Collected data entries ▸
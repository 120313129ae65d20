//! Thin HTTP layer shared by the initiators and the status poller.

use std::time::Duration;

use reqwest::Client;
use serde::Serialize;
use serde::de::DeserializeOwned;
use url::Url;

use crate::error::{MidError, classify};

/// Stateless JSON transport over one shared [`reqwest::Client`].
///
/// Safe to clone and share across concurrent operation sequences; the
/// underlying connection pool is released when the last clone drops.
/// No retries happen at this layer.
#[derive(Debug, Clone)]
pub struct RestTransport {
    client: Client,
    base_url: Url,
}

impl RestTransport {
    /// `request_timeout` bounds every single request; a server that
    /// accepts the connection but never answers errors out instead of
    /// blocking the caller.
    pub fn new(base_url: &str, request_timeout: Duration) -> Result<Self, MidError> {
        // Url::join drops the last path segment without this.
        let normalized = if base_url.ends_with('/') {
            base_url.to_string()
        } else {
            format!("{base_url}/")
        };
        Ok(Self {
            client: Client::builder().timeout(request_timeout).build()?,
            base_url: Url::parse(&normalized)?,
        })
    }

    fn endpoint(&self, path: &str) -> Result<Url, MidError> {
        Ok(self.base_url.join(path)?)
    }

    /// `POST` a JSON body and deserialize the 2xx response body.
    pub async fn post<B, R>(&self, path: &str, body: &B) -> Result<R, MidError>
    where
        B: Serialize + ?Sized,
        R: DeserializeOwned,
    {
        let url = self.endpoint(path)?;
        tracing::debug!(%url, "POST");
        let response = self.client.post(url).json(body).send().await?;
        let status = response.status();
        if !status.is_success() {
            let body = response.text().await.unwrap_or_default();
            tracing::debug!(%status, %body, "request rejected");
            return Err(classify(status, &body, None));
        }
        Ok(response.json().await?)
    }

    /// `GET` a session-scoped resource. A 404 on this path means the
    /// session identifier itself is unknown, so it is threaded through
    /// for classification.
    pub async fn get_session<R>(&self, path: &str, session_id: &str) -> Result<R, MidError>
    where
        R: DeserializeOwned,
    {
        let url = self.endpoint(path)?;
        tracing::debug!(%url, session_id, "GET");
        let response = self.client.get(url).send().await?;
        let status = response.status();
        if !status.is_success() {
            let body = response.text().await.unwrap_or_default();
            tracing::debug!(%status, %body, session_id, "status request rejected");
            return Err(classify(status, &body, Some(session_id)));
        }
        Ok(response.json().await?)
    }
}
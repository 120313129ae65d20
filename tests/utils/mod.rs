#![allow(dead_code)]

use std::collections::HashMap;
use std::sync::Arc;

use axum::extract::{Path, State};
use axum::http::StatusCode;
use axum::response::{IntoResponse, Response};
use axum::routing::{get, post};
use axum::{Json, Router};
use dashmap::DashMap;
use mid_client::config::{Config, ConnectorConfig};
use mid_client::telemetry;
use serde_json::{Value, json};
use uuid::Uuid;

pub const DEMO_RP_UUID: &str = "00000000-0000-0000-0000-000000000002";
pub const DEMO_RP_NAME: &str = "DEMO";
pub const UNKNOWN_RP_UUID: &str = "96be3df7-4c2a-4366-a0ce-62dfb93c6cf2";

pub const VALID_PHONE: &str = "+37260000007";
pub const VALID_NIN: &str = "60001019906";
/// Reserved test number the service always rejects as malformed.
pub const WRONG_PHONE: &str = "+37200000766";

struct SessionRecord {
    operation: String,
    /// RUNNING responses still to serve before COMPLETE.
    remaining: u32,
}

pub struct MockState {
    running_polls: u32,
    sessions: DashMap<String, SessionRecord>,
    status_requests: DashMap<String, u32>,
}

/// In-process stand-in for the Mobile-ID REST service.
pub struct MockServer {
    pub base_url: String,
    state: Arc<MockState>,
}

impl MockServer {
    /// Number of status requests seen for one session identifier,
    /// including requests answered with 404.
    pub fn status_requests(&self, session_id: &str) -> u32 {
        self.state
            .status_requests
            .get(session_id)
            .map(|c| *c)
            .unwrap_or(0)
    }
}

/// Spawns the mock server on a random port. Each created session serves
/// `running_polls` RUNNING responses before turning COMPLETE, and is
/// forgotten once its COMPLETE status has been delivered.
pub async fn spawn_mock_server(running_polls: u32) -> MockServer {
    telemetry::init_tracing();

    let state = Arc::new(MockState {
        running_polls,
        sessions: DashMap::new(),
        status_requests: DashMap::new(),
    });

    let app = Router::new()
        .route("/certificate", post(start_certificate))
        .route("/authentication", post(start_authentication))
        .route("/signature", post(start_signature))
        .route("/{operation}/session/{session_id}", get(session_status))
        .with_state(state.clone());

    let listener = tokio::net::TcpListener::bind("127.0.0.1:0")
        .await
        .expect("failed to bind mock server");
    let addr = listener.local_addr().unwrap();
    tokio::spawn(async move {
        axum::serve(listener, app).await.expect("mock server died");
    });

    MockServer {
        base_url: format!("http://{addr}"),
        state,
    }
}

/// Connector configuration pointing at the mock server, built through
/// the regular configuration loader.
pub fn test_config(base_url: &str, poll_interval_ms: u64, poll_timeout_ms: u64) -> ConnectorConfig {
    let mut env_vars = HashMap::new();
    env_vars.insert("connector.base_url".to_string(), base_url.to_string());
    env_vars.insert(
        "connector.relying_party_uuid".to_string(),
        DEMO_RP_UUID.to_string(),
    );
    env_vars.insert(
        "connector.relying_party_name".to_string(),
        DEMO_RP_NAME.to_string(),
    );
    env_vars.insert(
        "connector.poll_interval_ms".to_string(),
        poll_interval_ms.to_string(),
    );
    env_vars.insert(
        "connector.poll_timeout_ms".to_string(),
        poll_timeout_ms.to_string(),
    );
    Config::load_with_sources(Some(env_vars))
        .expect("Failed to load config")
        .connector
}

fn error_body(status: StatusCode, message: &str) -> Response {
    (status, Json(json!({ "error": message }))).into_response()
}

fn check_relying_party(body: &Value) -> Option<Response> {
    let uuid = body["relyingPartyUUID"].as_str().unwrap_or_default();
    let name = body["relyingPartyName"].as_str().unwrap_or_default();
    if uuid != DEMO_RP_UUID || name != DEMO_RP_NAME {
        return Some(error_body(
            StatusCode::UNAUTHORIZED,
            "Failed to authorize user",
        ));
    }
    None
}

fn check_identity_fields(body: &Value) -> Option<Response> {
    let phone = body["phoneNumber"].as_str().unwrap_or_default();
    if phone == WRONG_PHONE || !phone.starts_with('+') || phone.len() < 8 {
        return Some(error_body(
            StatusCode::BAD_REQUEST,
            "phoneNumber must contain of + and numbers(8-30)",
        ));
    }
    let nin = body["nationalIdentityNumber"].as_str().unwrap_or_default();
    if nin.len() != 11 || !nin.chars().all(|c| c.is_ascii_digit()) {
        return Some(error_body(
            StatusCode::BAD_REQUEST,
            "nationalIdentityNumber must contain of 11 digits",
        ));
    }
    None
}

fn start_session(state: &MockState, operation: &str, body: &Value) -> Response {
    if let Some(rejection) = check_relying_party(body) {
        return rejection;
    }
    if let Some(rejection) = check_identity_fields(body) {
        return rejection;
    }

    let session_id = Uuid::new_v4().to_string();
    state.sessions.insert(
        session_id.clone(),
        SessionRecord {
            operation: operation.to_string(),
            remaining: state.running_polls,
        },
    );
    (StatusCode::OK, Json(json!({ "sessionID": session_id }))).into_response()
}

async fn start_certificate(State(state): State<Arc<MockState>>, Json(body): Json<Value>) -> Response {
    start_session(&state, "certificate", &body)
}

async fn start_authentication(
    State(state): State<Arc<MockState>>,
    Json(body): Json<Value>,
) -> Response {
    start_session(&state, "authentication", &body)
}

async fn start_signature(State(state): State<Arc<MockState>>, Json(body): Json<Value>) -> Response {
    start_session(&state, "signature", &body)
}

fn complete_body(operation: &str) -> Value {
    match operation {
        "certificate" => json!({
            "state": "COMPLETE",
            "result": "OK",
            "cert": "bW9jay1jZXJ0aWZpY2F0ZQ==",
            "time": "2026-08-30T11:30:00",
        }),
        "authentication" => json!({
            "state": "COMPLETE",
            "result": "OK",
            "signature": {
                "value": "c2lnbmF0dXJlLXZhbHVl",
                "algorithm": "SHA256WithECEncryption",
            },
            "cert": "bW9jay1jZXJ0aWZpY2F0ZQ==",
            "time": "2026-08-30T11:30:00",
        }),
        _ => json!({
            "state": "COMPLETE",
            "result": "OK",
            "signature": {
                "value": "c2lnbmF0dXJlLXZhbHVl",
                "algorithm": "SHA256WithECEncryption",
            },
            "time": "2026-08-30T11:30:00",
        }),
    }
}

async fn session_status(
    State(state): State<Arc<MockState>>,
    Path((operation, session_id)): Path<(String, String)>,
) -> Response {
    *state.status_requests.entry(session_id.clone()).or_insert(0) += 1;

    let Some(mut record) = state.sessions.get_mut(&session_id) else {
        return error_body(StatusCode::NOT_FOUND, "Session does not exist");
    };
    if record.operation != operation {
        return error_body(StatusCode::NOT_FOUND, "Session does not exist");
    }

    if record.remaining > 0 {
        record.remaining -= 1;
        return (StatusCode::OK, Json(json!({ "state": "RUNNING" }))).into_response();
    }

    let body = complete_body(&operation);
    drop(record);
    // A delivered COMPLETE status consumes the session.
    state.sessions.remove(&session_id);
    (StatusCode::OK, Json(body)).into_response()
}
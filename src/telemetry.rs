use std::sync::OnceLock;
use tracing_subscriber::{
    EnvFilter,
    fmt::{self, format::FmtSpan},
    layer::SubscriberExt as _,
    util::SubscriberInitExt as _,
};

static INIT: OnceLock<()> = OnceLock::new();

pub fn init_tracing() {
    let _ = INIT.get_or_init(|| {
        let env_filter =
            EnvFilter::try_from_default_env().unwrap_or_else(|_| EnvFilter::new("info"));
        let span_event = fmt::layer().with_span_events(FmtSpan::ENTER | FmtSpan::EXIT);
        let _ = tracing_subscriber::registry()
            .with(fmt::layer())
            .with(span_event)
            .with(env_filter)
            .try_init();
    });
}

YOUR OBJECTIVE ▸
From the data above, copy each line where the string "EnvFilter" appears.

COMPLETED EXERCISE ▸
    EnvFilter,
            EnvFilter::try_from_default_env().unwrap_or_else(|_| EnvFilter::new("info"));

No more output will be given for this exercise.